Exercise details>
Among the entries below, find every line that has "NodeKind" and pull it out.

Stored data entries>
------------------------------

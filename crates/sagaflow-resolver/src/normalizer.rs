use sagaflow_diagram::{Diagram, EventElement, GatewayElement, ServiceTaskElement, TaskElement};
use sagaflow_graph::{ElementKind, Node, NodeKind, ProcessGraph};
use tracing::{debug, warn};

use crate::error::ResolveError;
use crate::index::{AnnotationIndex, AnnotationLookup, FlowIndex};
use crate::options::{ResolveOptions, Strictness};

/// A node record viewed independently of its bucket.
struct RawNode<'a> {
  kind: ElementKind,
  id: &'a str,
  name: Option<&'a str>,
  default: Option<&'a str>,
  outgoing: &'a [String],
  message: bool,
  /// Kind-specific inline expression source.
  inline: Option<&'a str>,
}

impl<'a> RawNode<'a> {
  fn event(kind: ElementKind, event: &'a EventElement) -> Self {
    let message = event.is_message();
    Self {
      kind,
      id: &event.id,
      name: event.name.as_deref(),
      default: event.default.as_deref(),
      outgoing: &event.outgoing,
      message,
      // The action tag only counts on message events.
      inline: event.action_type.as_deref().filter(|_| message),
    }
  }

  fn task(task: &'a TaskElement) -> Self {
    Self {
      kind: ElementKind::Task,
      id: &task.id,
      name: task.name.as_deref(),
      default: task.default.as_deref(),
      outgoing: &task.outgoing,
      message: false,
      inline: task.call.as_deref(),
    }
  }

  fn service_task(task: &'a ServiceTaskElement) -> Self {
    Self {
      kind: ElementKind::ServiceTask,
      id: &task.id,
      name: task.name.as_deref(),
      default: task.default.as_deref(),
      outgoing: &task.outgoing,
      message: false,
      inline: task.script.as_deref(),
    }
  }

  fn gateway(gateway: &'a GatewayElement) -> Self {
    Self {
      kind: ElementKind::ExclusiveGateway,
      id: &gateway.id,
      name: gateway.name.as_deref(),
      default: gateway.default.as_deref(),
      outgoing: &gateway.outgoing,
      message: false,
      inline: gateway.condition.as_deref(),
    }
  }
}

/// Builds a resolved [`ProcessGraph`] from a raw [`Diagram`].
#[derive(Debug, Clone, Default)]
pub struct Normalizer {
  options: ResolveOptions,
}

impl Normalizer {
  pub fn new(options: ResolveOptions) -> Self {
    Self { options }
  }

  pub fn options(&self) -> &ResolveOptions {
    &self.options
  }

  /// Normalize a diagram into a node registry keyed by id.
  ///
  /// Nodes are registered bucket by bucket (start events, end events, tasks,
  /// service tasks, exclusive gateways), in document order within a bucket.
  pub fn normalize(&self, diagram: &Diagram) -> Result<ProcessGraph, ResolveError> {
    let process = &diagram.process;
    let flows = FlowIndex::new(&process.sequence_flows);
    let annotations = AnnotationIndex::new(&process.associations, &process.text_annotations);

    let raw_nodes = process
      .start_events
      .iter()
      .map(|event| RawNode::event(ElementKind::StartEvent, event))
      .chain(
        process
          .end_events
          .iter()
          .map(|event| RawNode::event(ElementKind::EndEvent, event)),
      )
      .chain(process.tasks.iter().map(RawNode::task))
      .chain(process.service_tasks.iter().map(RawNode::service_task))
      .chain(process.exclusive_gateways.iter().map(RawNode::gateway));

    let mut graph = ProcessGraph::new();
    for raw in raw_nodes {
      let node = self.resolve_node(&raw, &flows, &annotations)?;
      if !graph.insert(node) {
        self.degrade(ResolveError::DuplicateNodeId {
          node_id: raw.id.to_string(),
        })?;
      }
    }

    debug!(
      process_id = process.id.as_deref().unwrap_or_default(),
      nodes = graph.len(),
      "normalized diagram"
    );

    Ok(graph)
  }

  fn resolve_node(
    &self,
    raw: &RawNode<'_>,
    flows: &FlowIndex<'_>,
    annotations: &AnnotationIndex<'_>,
  ) -> Result<Node, ResolveError> {
    let expression = self.resolve_text(raw, annotations)?;
    let (outgoing, default_target) = self.resolve_outgoing(raw, flows)?;

    let kind = match raw.kind {
      ElementKind::StartEvent | ElementKind::EndEvent => {
        if default_target.is_some() {
          self.degrade(ResolveError::DefaultOnEvent {
            node_id: raw.id.to_string(),
          })?;
        }
        if raw.kind == ElementKind::StartEvent {
          NodeKind::StartEvent {
            message: raw.message,
          }
        } else {
          NodeKind::EndEvent {
            message: raw.message,
          }
        }
      }
      ElementKind::Task => NodeKind::Task {
        error_route: default_target,
      },
      ElementKind::ServiceTask => NodeKind::ServiceTask {
        error_route: default_target,
      },
      ElementKind::ExclusiveGateway => NodeKind::ExclusiveGateway {
        otherwise: default_target,
      },
    };

    Ok(Node {
      id: raw.id.to_string(),
      name: raw.name.map(str::to_string),
      kind,
      expression,
      outgoing,
    })
  }

  /// Inline expression source first, then the associated annotation.
  fn resolve_text(
    &self,
    raw: &RawNode<'_>,
    annotations: &AnnotationIndex<'_>,
  ) -> Result<Option<String>, ResolveError> {
    let inline = raw.inline.map(str::trim).filter(|text| !text.is_empty());
    if let Some(text) = inline {
      return Ok(Some(text.to_string()));
    }

    match annotations.lookup(raw.id) {
      AnnotationLookup::Text(text) => Ok(Some(text.to_string())),
      AnnotationLookup::Absent => Ok(None),
      AnnotationLookup::Missing { annotation_id } => {
        self.degrade(ResolveError::MissingAnnotation {
          node_id: raw.id.to_string(),
          annotation_id: annotation_id.to_string(),
        })?;
        Ok(None)
      }
    }
  }

  /// Map outgoing flow ids to target node ids, splitting out the default flow.
  fn resolve_outgoing(
    &self,
    raw: &RawNode<'_>,
    flows: &FlowIndex<'_>,
  ) -> Result<(Vec<String>, Option<String>), ResolveError> {
    let mut outgoing = Vec::with_capacity(raw.outgoing.len());
    let mut default_target = None;

    for flow_id in raw.outgoing {
      let flow_id = flow_id.trim();
      let Some(target) = flows.target(flow_id) else {
        self.degrade(ResolveError::DanglingFlow {
          node_id: raw.id.to_string(),
          flow_id: flow_id.to_string(),
        })?;
        continue;
      };

      if raw.default == Some(flow_id) {
        default_target = Some(target.to_string());
      } else {
        outgoing.push(target.to_string());
      }
    }

    Ok((outgoing, default_target))
  }

  /// Apply the strictness policy to a structural problem.
  fn degrade(&self, err: ResolveError) -> Result<(), ResolveError> {
    match self.options.strictness {
      Strictness::Strict => Err(err),
      Strictness::Lenient => {
        warn!(error = %err, "dropping unresolved diagram reference");
        Ok(())
      }
    }
  }
}
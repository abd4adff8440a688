//! Sagaflow Expression
//!
//! Static analysis of the expression text attached to diagram nodes.
//!
//! Expressions are Rust fragments. Each node kind wraps its text in a small
//! syntactic harness before parsing, so a gateway condition is checked as a
//! condition and a task body as a sequence of statements. The same harnesses
//! are used for validation and for dependency discovery during emission.

mod analyze;
mod error;
mod harness;
mod invocation;

pub use analyze::{INVOKE_EFFECT, referenced_modules};
pub use error::ExpressionError;
pub use harness::{Harness, check, parse};
pub use invocation::Invocation;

------------------------------

Output for this exercise>
use sagaflow_graph::{ElementKind, Node, NodeKind, ProcessGraph};
          NodeKind::StartEvent {
          NodeKind::EndEvent {
      ElementKind::Task => NodeKind::Task {
      ElementKind::ServiceTask => NodeKind::ServiceTask {
      ElementKind::ExclusiveGateway => NodeKind::ExclusiveGateway {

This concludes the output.